A really touching post. Always good to hear there are people out there who are truly thankful for what they have. Good for you, you obviously mean a lot to her. You should give yourself a pat on the back.


----------



## kchfuller (Feb 1, 2008)

if she won't take money then keep cleaning and bring shaving and feed.. thats always a blessing  the place that i keep my mare at is my best friends parents house and they only make me pay for her food .. i clean my own stall but i try and get out there at least 4 times a week to feed and then i bring bags of grain and such as a thank you ... i think that they appreciate those things ... 

high five for helping her out! i bet that it means more to her then you even know


----------



## free_sprtd (Oct 18, 2007)

wow what a sweet lady, it's so nice that through everything she's going through she still has time to think about all the other stuff. good for you for doing what you do and like everyone else said, just keep it up and bring stuff.


----------



## Colorado Dobes (Nov 12, 2008)

Very touching post. She sounds like a great lady, and she's lucky to have you!


----------



## Angel_Leaguer (Jun 13, 2008)

I will probably just help with shavings... Her grain is a custom mix and she has a source for her hay. 

Ya she is a great person, In March I will have been boarding there for a year. I just had a good feeling when I went to look at the place. She has basically given me free rein of the place, tractor key, permission to move stuff around as I please, but I always ask just in case. The only downside to cleaning a lot is it takes away from time with my horse. By the time I get off of work, drive up there, clean, and feed it is getting later and she doesnt have an indoor. But summer is coming!!!

Thanks everyone and have a great day!!!


----------



## PoptartShop (Jul 25, 2010)

Aww, that is so nice that you know someone like that.  She seems like a good person!


----------



## NorthernMama (Mar 12, 2008)

Angel -- oftentimes when someone is in need of help, it's the TIME and the WORK that they are short of. You have been there for her. People that don't have time may be able to help with $, or she may have other $ resources, but time and physical abilities are not so easily had in today's busy world. 

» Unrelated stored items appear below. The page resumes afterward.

//! The node-construction side of the flat builder.

use crate::error::BuildError;
use filter_model::{Distance, OperatorFamily, OperatorTag, Value};

/// Combines the children of a closed logical scope into one node.
pub type Reducer<N> = Box<dyn FnOnce(Vec<N>) -> N>;

/// Operand layout of a terminal predicate.
#[derive(Debug, Clone, Copy, PartialEq, Eq)]
pub enum Shape {
    /// Property only (`IS_NULL`, `XPATH_EXISTS`).
    Unary,
    /// Property and one value.
    Binary,
    /// Property, lower and upper value.
    Between,
}

impl Shape {
    /// `None` for tags that are not built as terminals.
    pub fn of(tag: OperatorTag) -> Option<Shape> {
        match tag {
            OperatorTag::IsNull | OperatorTag::XPathExists => Some(Shape::Unary),
            OperatorTag::IsBetween => Some(Shape::Between),
            OperatorTag::Function => None,
            tag if tag.family() == OperatorFamily::Logical => None,
            _ => Some(Shape::Binary),
        }
    }

    pub fn value_slots(&self) -> usize {
        match self {
            Shape::Unary => 0,
            Shape::Binary => 1,
            Shape::Between => 2,
        }
    }
}

/// A completed terminal handed to [`TreeTarget::terminal`].
#[derive(Debug, Clone, PartialEq)]
pub struct Terminal<O> {
    pub tag: OperatorTag,
    pub match_case: bool,
    /// Left operand: a property or a function.
    pub property: O,
    /// Right operand(s) in the order they were supplied.
    pub values: Vec<O>,
    pub distance: Option<Distance>,
}

/// Builds the nodes of one target representation.
pub trait TreeTarget {
    type Node: Clone;
    type Operand;

    fn name(&self) -> &str;

    /// Whether `tag` can be represented at all. Checked when the terminal is
    /// opened.
    fn supports(&self, _tag: OperatorTag) -> bool {
        true
    }

    fn property(&self, name: &str) -> Result<Self::Operand, BuildError>;
    fn literal(&self, value: &Value) -> Result<Self::Operand, BuildError>;
    fn function(&self, name: &str, args: Vec<Self::Operand>) -> Result<Self::Operand, BuildError>;
    fn terminal(&self, terminal: Terminal<Self::Operand>) -> Result<Self::Node, BuildError>;
    fn logical_reducer(&self, tag: OperatorTag) -> Result<Reducer<Self::Node>, BuildError>;

    fn unsupported(&self, tag: OperatorTag) -> BuildError {
        BuildError::Unsupported {
            tag,
            target: self.name().to_string(),
        }
    }
}

#[cfg(test)]
mod tests {
    use super::*;

    #[test]
    fn test_shapes() {
        assert_eq!(Shape::of(OperatorTag::IsNull), Some(Shape::Unary));
        assert_eq!(Shape::of(OperatorTag::IsBetween), Some(Shape::Between));
        assert_eq!(Shape::of(OperatorTag::DWithin), Some(Shape::Binary));
        assert_eq!(Shape::of(OperatorTag::And), None);
        assert_eq!(Shape::of(OperatorTag::Include), None);
        assert_eq!(Shape::of(OperatorTag::Function), None);
    }
}
impl FilterAdapter {
    pub fn new() -> Self {
        Self::default()
    }

    pub fn with_config(config: AdapterConfig) -> Self {
        Self { config }
    }

    pub fn config(&self) -> &AdapterConfig {
        &self.config
    }

    /// Adapts `node` and returns whatever the delegate composes for the root.
    ///
    /// Errors raised by the delegate, and operands the delegate could never
    /// accept, are returned as [`AdapterError::Operation`] carrying the
    /// original [`DelegateError`] as source.
    pub fn adapt<N, D>(&self, node: &N, delegate: &mut D) -> Result<D::Output, AdapterError>
    where
        N: FilterNode + ?Sized,
        D: FilterDelegate,
    {
        self.visit(node, delegate, 1)
    }

    fn visit<N, D>(&self, node: &N, delegate: &mut D, depth: usize) -> Result<D::Output, AdapterError>
    where
        N: FilterNode + ?Sized,
        D: FilterDelegate,
    {
        self.check_depth(depth)?;

        match node.kind() {
            NodeKind::Include => finish(OperatorTag::Include, delegate, |d| d.include()),
            NodeKind::Exclude => finish(OperatorTag::Exclude, delegate, |d| d.exclude()),
            NodeKind::And(children) => {
                let operands = self.visit_children(OperatorTag::And, children, delegate, depth)?;
                finish(OperatorTag::And, delegate, |d| d.and(operands))
            }
            NodeKind::Or(children) => {
                let operands = self.visit_children(OperatorTag::Or, children, delegate, depth)?;
                finish(OperatorTag::Or, delegate, |d| d.or(operands))
            }
            NodeKind::Not(child) => {
                let operand = self.visit(child, delegate, depth + 1)?;
                finish(OperatorTag::Not, delegate, |d| d.not(operand))
            }
            NodeKind::Compare {
                op,
                left,
                right,
                match_case,
            } => self.adapt_compare(op, left, right, match_case, delegate, depth),
            NodeKind::Between { expr, lower, upper } => {
                let tag = OperatorTag::IsBetween;
                let property = property_operand(tag, expr)?;
                let lower = literal_operand(tag, lower)?;
                let upper = literal_operand(tag, upper)?;
                // Dispatch is keyed on the lower boundary; the upper one only
                // has to be orderable.
                ensure_orderable(tag, lower)?;
                ensure_orderable(tag, upper)?;
                finish(tag, delegate, |d| d.property_is_between(property, lower, upper))
            }
            NodeKind::Like {
                expr,
                pattern,
                wildcard,
                single_char,
                escape,
                match_case,
            } => {
                let property = property_operand(OperatorTag::IsLike, expr)?;
                let pattern = normalize_like_pattern(pattern, wildcard, single_char, escape);
                if !is_xpath(property) {
                    finish(OperatorTag::IsLike, delegate, |d| {
                        d.property_is_like(property, &pattern, match_case)
                    })
                } else if is_match_all(&pattern) {
                    finish(OperatorTag::XPathExists, delegate, |d| d.xpath_exists(property))
                } else {
                    finish(OperatorTag::XPathIsLike, delegate, |d| {
                        d.xpath_is_like(property, &pattern, match_case)
                    })
                }
            }
            NodeKind::Fuzzy { expr, literal } => {
                let property = property_operand(OperatorTag::IsFuzzy, expr)?;
                let tag = if is_xpath(property) {
                    OperatorTag::XPathIsFuzzy
                } else {
                    OperatorTag::IsFuzzy
                };
                if literal.literal_type() != LiteralType::String {
                    return Err(reject(tag, DelegateError::incompatible(tag, literal.literal_type())));
                }
                match tag {
                    OperatorTag::XPathIsFuzzy => {
                        finish(tag, delegate, |d| d.xpath_is_fuzzy(property, literal))
                    }
                    _ => finish(tag, delegate, |d| d.property_is_fuzzy(property, literal)),
                }
            }
            NodeKind::IsNull(expr) => {
                let property = property_operand(OperatorTag::IsNull, expr)?;
                finish(OperatorTag::IsNull, delegate, |d| d.property_is_null(property))
            }
            NodeKind::Spatial {
                op,
                property,
                geometry,
                distance,
            } => adapt_spatial(op, property, geometry, distance, delegate),
            NodeKind::Temporal {
                op,
                property,
                operand,
            } => adapt_temporal(op, property, operand, delegate),
        }
    }

    fn visit_children<N, D>(
        &self,
        tag: OperatorTag,
        children: Vec<&N>,
        delegate: &mut D,
        depth: usize,
    ) -> Result<Vec<D::Output>, AdapterError>
    where
        N: FilterNode + ?Sized,
        D: FilterDelegate,
    {
        if children.len() < 2 {
            return Err(reject(
                tag,
                DelegateError::malformed(
                    tag,
                    format!("{} requires at least 2 operands, got {}", tag, children.len()),
                ),
            ));
        }

        children
            .into_iter()
            .map(|child| self.visit(child, delegate, depth + 1))
            .collect()
    }

    fn adapt_compare<D: FilterDelegate>(
        &self,
        op: OperatorTag,
        left: &Expression,
        right: &Expression,
        match_case: bool,
        delegate: &mut D,
        depth: usize,
    ) -> Result<D::Output, AdapterError> {
        if !op.is_binary_comparison() {
            return Err(reject(
                op,
                DelegateError::malformed(op, format!("{op} is not a binary comparison")),
            ));
        }

        // Literal on the left is rewritten so the literal always comes last.
        let (op, subject, literal) = match (left, right) {
            (_, Expression::Literal { value }) if !matches!(left, Expression::Literal { .. }) => {
                (op, left, value)
            }
            (Expression::Literal { value }, _) if !matches!(right, Expression::Literal { .. }) => {
                (op.mirrored(), right, value)
            }
            _ => {
                return Err(reject(
                    op,
                    DelegateError::malformed(
                        op,
                        "comparison requires exactly one literal operand",
                    ),
                ));
            }
        };

        if op.is_ordering() {
            ensure_orderable(op, literal)?;
        }

        match subject {
            Expression::Property { name } => dispatch_comparison(op, name, literal, match_case, delegate),
            Expression::Function(call) => {
                self.check_depth(depth + subject.depth())?;
                finish(OperatorTag::Function, delegate, |d| {
                    d.function(call, literal, op, match_case)
                })
            }
            Expression::Literal { .. } => Err(reject(
                op,
                DelegateError::malformed(op, "comparison between two literals"),
            )),
        }
    }

    fn check_depth(&self, depth: usize) -> Result<(), AdapterError> {
        if depth > self.config.max_depth {
            debug!(
                "Rejecting filter at depth {} (max {})",
                depth, self.config.max_depth
            );
            return Err(AdapterError::TooDeep {
                depth,
                max: self.config.max_depth,
            });
        }
        Ok(())
    }
}

fn dispatch_comparison<D: FilterDelegate>(
    op: OperatorTag,
    property: &str,
    literal: &Value,
    match_case: bool,
    delegate: &mut D,
) -> Result<D::Output, AdapterError> {
    finish(op, delegate, |d| match op {
        OperatorTag::IsEqualTo => d.property_is_equal_to(property, literal, match_case),
        OperatorTag::IsNotEqualTo => d.property_is_not_equal_to(property, literal, match_case),
        OperatorTag::IsGreaterThan => d.property_is_greater_than(property, literal, match_case),
        OperatorTag::IsGreaterThanOrEqualTo => {
            d.property_is_greater_than_or_equal_to(property, literal, match_case)
        }
        OperatorTag::IsLessThan => d.property_is_less_than(property, literal, match_case),
        OperatorTag::IsLessThanOrEqualTo => {
            d.property_is_less_than_or_equal_to(property, literal, match_case)
        }
        other => Err(DelegateError::malformed(
            other,
            format!("{other} is not a binary comparison"),
        )),
    })
}

fn adapt_spatial<D: FilterDelegate>(
    op: OperatorTag,
    property: &str,
    geometry: &Wkt,
    distance: Option<&Distance>,
    delegate: &mut D,
) -> Result<D::Output, AdapterError> {
    if op.family() != OperatorFamily::Spatial {
        return Err(reject(
            op,
            DelegateError::malformed(op, format!("{op} is not a spatial operator")),
        ));
    }

    let distance = match (op.takes_distance(), distance) {
        (true, Some(d)) if d.is_valid() => Some(d),
        (true, Some(d)) => {
            return Err(reject(
                op,
                DelegateError::malformed(op, format!("invalid distance {}", d.value)),
            ));
        }
        (true, None) => {
            return Err(reject(op, DelegateError::malformed(op, "distance is required")));
        }
        (false, Some(_)) => {
            return Err(reject(
                op,
                DelegateError::malformed(op, format!("{op} does not take a distance")),
            ));
        }
        (false, None) => None,
    };

    finish(op, delegate, |d| match (op, distance) {
        (OperatorTag::Beyond, Some(distance)) => d.beyond(property, geometry, distance),
        (OperatorTag::DWithin, Some(distance)) => d.dwithin(property, geometry, distance),
        (OperatorTag::Contains, _) => d.contains(property, geometry),
        (OperatorTag::Crosses, _) => d.crosses(property, geometry),
        (OperatorTag::Disjoint, _) => d.disjoint(property, geometry),
        (OperatorTag::Intersects, _) => d.intersects(property, geometry),
        (OperatorTag::Overlaps, _) => d.overlaps(property, geometry),
        (OperatorTag::Touches, _) => d.touches(property, geometry),
        (OperatorTag::Within, _) => d.within(property, geometry),
        (OperatorTag::NearestNeighbor, _) => d.nearest_neighbor(property, geometry),
        (other, _) => Err(DelegateError::malformed(other, "missing distance")),
    })
}

fn adapt_temporal<D: FilterDelegate>(
    op: OperatorTag,
    property: &str,
    operand: &TemporalOperand,
    delegate: &mut D,
) -> Result<D::Output, AdapterError> {
    match (op, operand) {
        (OperatorTag::After, TemporalOperand::Instant(instant)) => {
            finish(op, delegate, |d| d.after(property, instant))
        }
        // After a period means after it has ended.
        (OperatorTag::After, TemporalOperand::Period(range)) => {
            finish(op, delegate, |d| d.after(property, &range.end()))
        }
        (OperatorTag::Before, TemporalOperand::Instant(instant)) => {
            finish(op, delegate, |d| d.before(property, instant))
        }
        (OperatorTag::Before, TemporalOperand::Period(range)) => {
            finish(op, delegate, |d| d.before(property, &range.start()))
        }
        (OperatorTag::During, TemporalOperand::Period(range)) => {
            finish(op, delegate, |d| d.during(property, range))
        }
        (OperatorTag::Relative, TemporalOperand::Duration(duration)) => {
            if *duration < chrono::Duration::zero() {
                return Err(reject(
                    op,
                    DelegateError::malformed(op, "relative duration must not be negative"),
                ));
            }
            finish(op, delegate, |d| d.relative(property, duration))
        }
        (op, _) if op.family() != OperatorFamily::Temporal => Err(reject(
            op,
            DelegateError::malformed(op, format!("{op} is not a temporal operator")),
        )),
        (op, operand) => Err(reject(op, DelegateError::incompatible(op, operand.kind_name()))),
    }
}

fn property_operand(tag: OperatorTag, expr: &Expression) -> Result<&str, AdapterError> {
    expr.as_property().ok_or_else(|| {
        reject(
            tag,
            DelegateError::malformed(tag, format!("expected a property operand, got {expr}")),
        )
    })
}

fn literal_operand(tag: OperatorTag, expr: &Expression) -> Result<&Value, AdapterError> {
    expr.as_literal().ok_or_else(|| {
        reject(
            tag,
            DelegateError::malformed(tag, format!("expected a literal operand, got {expr}")),
        )
    })
}

fn ensure_orderable(tag: OperatorTag, literal: &Value) -> Result<(), AdapterError> {
    if literal.literal_type().is_orderable() {
        Ok(())
    } else {
        Err(reject(tag, DelegateError::incompatible(tag, literal.literal_type())))
    }
}

fn reject(tag: OperatorTag, source: DelegateError) -> AdapterError {
    debug!("Rejecting {} node: {}", tag, source);
    AdapterError::Operation { tag, source }
}
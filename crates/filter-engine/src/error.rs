use filter_model::OperatorTag;
use thiserror::Error;

pub type DelegateResult<T> = std::result::Result<T, DelegateError>;

/// Failure raised while handling a single node.
#[derive(Debug, Clone, PartialEq, Error)]
pub enum DelegateError {
    #[error("Operation {tag} is not supported by {delegate}")]
    Unsupported { tag: OperatorTag, delegate: String },

    #[error("Operation {tag} does not accept a {literal_type} operand")]
    IncompatibleLiteral { tag: OperatorTag, literal_type: String },

    #[error("Malformed {tag} node: {message}")]
    MalformedInput { tag: OperatorTag, message: String },

    #[error("{delegate} failed on {tag}: {message}")]
    Failed {
        tag: OperatorTag,
        delegate: String,
        message: String,
    },
}

impl DelegateError {
    pub fn unsupported(tag: OperatorTag, delegate: &str) -> Self {
        DelegateError::Unsupported {
            tag,
            delegate: delegate.to_string(),
        }
    }

    pub fn malformed(tag: OperatorTag, message: impl Into<String>) -> Self {
        DelegateError::MalformedInput {
            tag,
            message: message.into(),
        }
    }

    pub fn incompatible(tag: OperatorTag, literal_type: impl ToString) -> Self {
        DelegateError::IncompatibleLiteral {
            tag,
            literal_type: literal_type.to_string(),
        }
    }

    pub fn tag(&self) -> OperatorTag {
        match self {
            DelegateError::Unsupported { tag, .. }
            | DelegateError::IncompatibleLiteral { tag, .. }
            | DelegateError::MalformedInput { tag, .. }
            | DelegateError::Failed { tag, .. } => *tag,
        }
    }
}

#[derive(Debug, Error)]
pub enum AdapterError {
    #[error("Failed to adapt {tag} node: {source}")]
    Operation {
        tag: OperatorTag,
        #[source]
        source: DelegateError,
    },

    #[error("Filter tree depth {depth} exceeds the maximum of {max}")]
    TooDeep { depth: usize, max: usize },
}

impl AdapterError {
    /// The per-node failure that aborted adaptation, if any.
    pub fn root_cause(&self) -> Option<&DelegateError> {
        match self {
            AdapterError::Operation { source, .. } => Some(source),
            AdapterError::TooDeep { .. } => None,
        }
    }

    pub fn is_unsupported(&self) -> bool {
        matches!(self.root_cause(), Some(DelegateError::Unsupported { .. }))
    }

    pub fn is_malformed(&self) -> bool {
        matches!(
            self.root_cause(),
            Some(DelegateError::MalformedInput { .. } | DelegateError::IncompatibleLiteral { .. })
        )
    }
}

#[derive(Debug, Error)]
pub enum ConfigError {
    #[error("Failed to parse environment variable '{var}' with value '{value}' as {expected_type}")]
    EnvParseError {
        var: String,
        value: String,
        expected_type: String,
    },

    #[error("Invalid configuration: {0}")]
    Invalid(String),
}

#[cfg(test)]
mod tests {
    use super::*;
    use std::error::Error;

    #[test]
    fn test_source_chain_preserves_cause() {
        let err = AdapterError::Operation {
            tag: OperatorTag::Intersects,
            source: DelegateError::unsupported(OperatorTag::Intersects, "TestDelegate"),
        };
        let source = err.source().unwrap();
        let cause = source.downcast_ref::<DelegateError>().unwrap();
        assert_eq!(cause.tag(), OperatorTag::Intersects);
        assert!(err.is_unsupported());
        assert!(!err.is_malformed());
    }

    #[test]
    fn test_messages() {
        let err = DelegateError::unsupported(OperatorTag::During, "SolrDelegate");
        assert_eq!(err.to_string(), "Operation DURING is not supported by SolrDelegate");

        let err = DelegateError::incompatible(OperatorTag::IsLessThan, "boolean");
        assert_eq!(
            err.to_string(),
            "Operation IS_LESS_THAN does not accept a boolean operand"
        );
    }
}
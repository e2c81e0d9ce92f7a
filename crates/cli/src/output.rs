use crate::{commands::Format, error::CliError};
use filter_builder::{JsonTarget, XmlTarget, translate};
use filter_engine::{FilterAdapter, TextDelegate};
use filter_model::Filter;

/// Renders `filter` in the requested format.
pub fn render(
    adapter: &FilterAdapter,
    filter: &Filter,
    format: Format,
) -> Result<String, CliError> {
    match format {
        Format::Text => Ok(adapter.adapt(filter, &mut TextDelegate::new())?),
        Format::Json => {
            let node = translate(adapter, filter, JsonTarget)?;
            serde_json::to_string_pretty(&node).map_err(CliError::JsonSerialize)
        }
        Format::Xml => {
            let node = translate(adapter, filter, XmlTarget)?;
            Ok(XmlTarget.render(&node)?)
        }
    }
}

If she couldn't afford the gift card, she wouldn't have given it to you I'm sure. You have been a huge support for her for quite a while; I remember reading other posts about this situation. It can be harder to receive than to give, as you are seeing so it's probably important to her to be able to give back to you too in whatever way she can. 

sending good wishes for this sad situation.


----------



## Jubilee Rose (May 28, 2008)

Aww... that is really really sweet. I'm sorry to hear that she has cancer though. I hope she will get completely better. That is so nice of you as well, to be such a good friend and help her out.


----------



## xhalt63 (Dec 29, 2008)

You are an awesome boarder! When I became seriously ill, a bunch of my boarders just moved out on me at once with no notice, even though everyone was being fed, turned out & immaculate stalls. Last week, one of themcame back to try & board here again. She said they all moved because they were afraid stuff would stop getting done if I got sicker. Guess what? I'm better & she still can't find a place to board God bless you, you are an angel!!


----------